Application of pump-ejector systems for the utilization of associated petroleum gas reduces the negative environmental impact of its flaring, and also allows the implementation of a promising method of water-gas stimulation of the formation, which effectively increases oil recovery. Equally feasible is the use of pump-ejector systems in the operation of oil wells with a high gas factor, low bottomhole pressures to increase production rates and increase the turnaround period. A significant change in the flow rate of associated petroleum gas over time is a serious problem for the efficient operation of pump-ejector systems for the utilization of associated petroleum gas. To ensure the rational operation of the pump-ejector system under the condition of a variable flow rate of associated petroleum gas, experimental studies of a liquid-gas ejector characteristics were carried out.

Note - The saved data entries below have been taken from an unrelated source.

impl App {
    /// Crée l'application avec les valeurs initiales : 1 USD → EUR, base USD
    pub fn new() -> Self {
        let conversion = Conversion::default();
        Self {
            running: true,
            phase: Phase::Loading,
            catalog: Catalog::default(),
            focus: Focus::Amount,
            amount_input: format_input(conversion.amount),
            conversion,
            base_currency: "USD".to_string(),
            rates: RateTable::default(),
            rates_loading: false,
            confirm_quit: false,
            tick_count: 0,
            conversion_request: 0,
            rates_request: 0,
        }
    }

    /// Crée une App avec un catalogue déjà chargé
    pub fn with_catalog(catalog: Catalog) -> Self {
        let mut app = Self::new();
        app.catalog = catalog;
        app.phase = Phase::Ready;
        app
    }

    /// Commandes à envoyer au démarrage
    ///
    /// Le catalogue, le taux de la paire initiale et la table partent en
    /// même temps : ils ne dépendent pas les uns des autres.
    pub fn start(&mut self) -> Vec<AppCommand> {
        let mut commands = vec![AppCommand::LoadCatalog];
        commands.extend(self.refresh_conversion());
        commands.push(self.refresh_rates());
        commands
    }

    // ========================================================================
    // Cycle de vie
    // ========================================================================

    /// Quitte l'application
    pub fn quit(&mut self) {
        self.running = false;
    }

    /// Vérifie si l'application doit continuer
    pub fn is_running(&self) -> bool {
        self.running
    }

    /// Tick : appelé à chaque itération de la boucle (anime les spinners)
    pub fn tick(&mut self) {
        self.tick_count = self.tick_count.wrapping_add(1);
    }

    /// Vérifie si le dashboard complet est affiché
    pub fn is_ready(&self) -> bool {
        self.phase == Phase::Ready
    }

    /// Demande la confirmation de quitter
    pub fn request_quit(&mut self) {
        self.confirm_quit = true;
    }

    /// Annule la demande de quit
    pub fn cancel_quit(&mut self) {
        self.confirm_quit = false;
    }

    /// Vérifie si on attend la confirmation de quit
    pub fn is_awaiting_quit_confirmation(&self) -> bool {
        self.confirm_quit
    }

    // ========================================================================
    // Focus
    // ========================================================================

    pub fn focus_next(&mut self) {
        self.focus = self.focus.next();
    }

    pub fn focus_previous(&mut self) {
        self.focus = self.focus.previous();
    }

    // ========================================================================
    // Montant
    // ========================================================================
    // Le montant ne déclenche jamais de requête : le montant converti est
    // recalculé à partir du taux déjà connu.
    // ========================================================================

    /// Définit le montant
    pub fn set_amount(&mut self, amount: f64) {
        self.conversion.amount = amount;
        self.amount_input = format_input(amount);
    }

    /// Ajoute un caractère au montant saisi (chiffres et un seul '.')
    pub fn append_amount_char(&mut self, c: char) {
        let accepted = c.is_ascii_digit() || (c == '.' && !self.amount_input.contains('.'));
        if !accepted || self.amount_input.len() >= MAX_AMOUNT_LEN {
            return;
        }
        self.amount_input.push(c);
        self.conversion.amount = parse_amount(&self.amount_input);
    }

    /// Supprime le dernier caractère du montant saisi
    pub fn amount_backspace(&mut self) {
        self.amount_input.pop();
        self.conversion.amount = parse_amount(&self.amount_input);
    }

    // ========================================================================
    // Sélection des devises
    // ========================================================================

    /// Change la devise source
    pub fn set_from(&mut self, code: &str) -> Option<AppCommand> {
        if !self.accepts(code) || self.conversion.from == code {
            return None;
        }
        info!(from = %code, "User changed source currency");
        self.conversion.from = code.to_string();
        self.refresh_conversion()
    }

    /// Change la devise destination
    pub fn set_to(&mut self, code: &str) -> Option<AppCommand> {
        if !self.accepts(code) || self.conversion.to == code {
            return None;
        }
        info!(to = %code, "User changed destination currency");
        self.conversion.to = code.to_string();
        self.refresh_conversion()
    }

    /// Change la devise de base du tableau
    ///
    /// Ignoré pendant le chargement de la table (sélecteur désactivé).
    pub fn set_base(&mut self, code: &str) -> Option<AppCommand> {
        if self.rates_loading {
            debug!(base = %code, "Base selector disabled while rates are loading");
            return None;
        }
        if !self.accepts(code) || self.base_currency == code {
            return None;
        }
        info!(base = %code, "User changed base currency");
        self.base_currency = code.to_string();
        Some(self.refresh_rates())
    }

    /// Passe à la devise suivante dans le sélecteur actif
    pub fn select_next(&mut self) -> Option<AppCommand> {
        let current = self.focused_code()?;
        let code = self.catalog.next_after(&current)?.to_string();
        self.select_focused(&code)
    }

    /// Passe à la devise précédente dans le sélecteur actif
    pub fn select_previous(&mut self) -> Option<AppCommand> {
        let current = self.focused_code()?;
        let code = self.catalog.previous_before(&current)?.to_string();
        self.select_focused(&code)
    }

    /// Code sélectionné dans le sélecteur actif (None pour le montant)
    fn focused_code(&self) -> Option<String> {
        match self.focus {
            Focus::Amount => None,
            Focus::From => Some(self.conversion.from.clone()),
            Focus::To => Some(self.conversion.to.clone()),
            Focus::Base => Some(self.base_currency.clone()),
        }
    }

    fn select_focused(&mut self, code: &str) -> Option<AppCommand> {
        match self.focus {
            Focus::Amount => None,
            Focus::From => self.set_from(code),
            Focus::To => self.set_to(code),
            Focus::Base => self.set_base(code),
        }
    }

    /// Un code n'est accepté que s'il fait partie du catalogue
    fn accepts(&self, code: &str) -> bool {
        if self.catalog.contains(code) {
            true
        } else {
            warn!(code = %code, "Ignoring currency missing from catalog");
            false
        }
    }

    // ========================================================================
    // Requêtes
    // ========================================================================

    /// Prépare la requête de taux pour la paire courante
    ///
    /// - Paire identique : taux 1, tendance neutre, pas de requête
    /// - Sinon : converting = true, taux effacé, nouvelle génération
    ///
    /// La génération est incrémentée dans les deux cas pour invalider une
    /// requête encore en vol.
    pub fn refresh_conversion(&mut self) -> Option<AppCommand> {
        self.conversion_request += 1;

        if self.conversion.is_identity() {
            debug!(currency = %self.conversion.from, "Identity pair, rate is 1");
            self.conversion.settle_identity();
            return None;
        }

        self.conversion.begin_fetch();
        Some(AppCommand::FetchConversion {
            request: self.conversion_request,
            from: self.conversion.from.clone(),
            to: self.conversion.to.clone(),
        })
    }

    /// Prépare la requête de la table pour la devise de base courante
    pub fn refresh_rates(&mut self) -> AppCommand {
        self.rates_request += 1;
        self.rates_loading = true;
        AppCommand::FetchRates {
            request: self.rates_request,
            base: self.base_currency.clone(),
        }
    }

    // ========================================================================
    // Résultats du worker
    // ========================================================================

    /// Applique tous les résultats arrivés depuis la dernière frame
    ///
    /// CONCEPT : try_recv() ne bloque pas
    /// - Empty : rien de nouveau
    /// - Disconnected : worker mort, voir `worker_lost`
    ///
    /// Renvoie false quand le worker a disparu : inutile de relire le channel.
    pub fn apply_pending(&mut self, results: &mpsc::Receiver<AppResult>) -> bool {
        loop {
            match results.try_recv() {
                Ok(result) => self.apply(result),
                Err(mpsc::TryRecvError::Empty) => return true,
                Err(mpsc::TryRecvError::Disconnected) => {
                    self.worker_lost();
                    return false;
                }
            }
        }
    }

    /// Le worker ne répondra plus : plus aucun chargement ne peut aboutir
    ///
    /// - Catalogue pas encore chargé : page d'erreur
    /// - Spinners arrêtés, l'état déjà affiché est conservé
    pub fn worker_lost(&mut self) {
        error!("Worker thread disconnected");
        if self.phase == Phase::Loading {
            self.apply(AppResult::CatalogFailed {
                error: "worker thread stopped".to_string(),
            });
        }
        self.conversion.abandon_fetch();
        self.rates_loading = false;
    }

    /// Lignes du tableau à afficher
    ///
    /// Après un échec de changement de base, `rates` est encore exprimée dans
    /// l'ancienne base : la base sélectionnée en est retirée.
    pub fn visible_rates(&self) -> impl Iterator<Item = (&str, f64)> {
        self.rates
            .iter()
            .filter(move |(code, _)| *code != self.base_currency)
    }

    /// Applique un résultat renvoyé par le worker
    ///
    /// CONCEPT RUST : Pattern matching avec guards
    /// - Les résultats d'une génération dépassée sont ignorés
    pub fn apply(&mut self, result: AppResult) {
        match result {
            AppResult::CatalogLoaded { catalog } => {
                info!(count = catalog.len(), "Currency catalog ready");
                self.catalog = catalog;
                self.phase = Phase::Ready;
            }

            AppResult::CatalogFailed { error } => {
                warn!(error = %error, "Currency catalog unavailable");
                self.phase = Phase::Failed(CATALOG_ERROR_MESSAGE.to_string());
            }

            AppResult::ConversionLoaded { request, from, to, .. }
            | AppResult::ConversionFailed { request, from, to, .. }
                if request != self.conversion_request =>
            {
                debug!(request, latest = self.conversion_request, from = %from, to = %to, "Discarding stale conversion result");
            }

            AppResult::ConversionLoaded { rate, trend, .. } => {
                self.conversion.settle(rate, trend);
            }

            AppResult::ConversionFailed { error, .. } => {
                warn!(error = %error, "Keeping previous conversion state after error");
                self.conversion.abandon_fetch();
            }

            AppResult::RatesLoaded { request, table } if request != self.rates_request => {
                debug!(request, latest = self.rates_request, base = %table.base, "Discarding stale rate table");
            }

            AppResult::RatesFailed { request, base, .. } if request != self.rates_request => {
                debug!(request, latest = self.rates_request, base = %base, "Discarding stale rate table error");
            }

            AppResult::RatesLoaded { table, .. } => {
                // La table est déjà sans sa base, on la remplace en entier
                self.rates = table;
                self.rates_loading = false;
            }

            AppResult::RatesFailed { error, .. } => {
                warn!(error = %error, "Keeping previous rate table after error");
                self.rates_loading = false;
            }
        }
    }
}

The article presents the results of the research, obtained pressure-energy characteristics of the investigated jet apparatus at various values of the working stream pressure before the ejector nozzle. The possibility of adapting the operation of pump-ejector systems to changes in the flow rate of the pumped gas, regulated by the working pressure and fluid flow rate through the nozzle is revealed. To successfully change the operation of the pump-ejector system, the possibility of frequency regulation of the pump shaft's rotation at changing gas flow rates in a small range of values is considered. With a large difference in the values of the possible flow rate of associated petroleum gas, it is recommended that frequency regulation should be supplemented by periodic short-term operation. The possibility of increasing the efficiency of the pump-ejector system when using salt solutions with a concentration that contributes to the suppression of bubble coalescence is noted.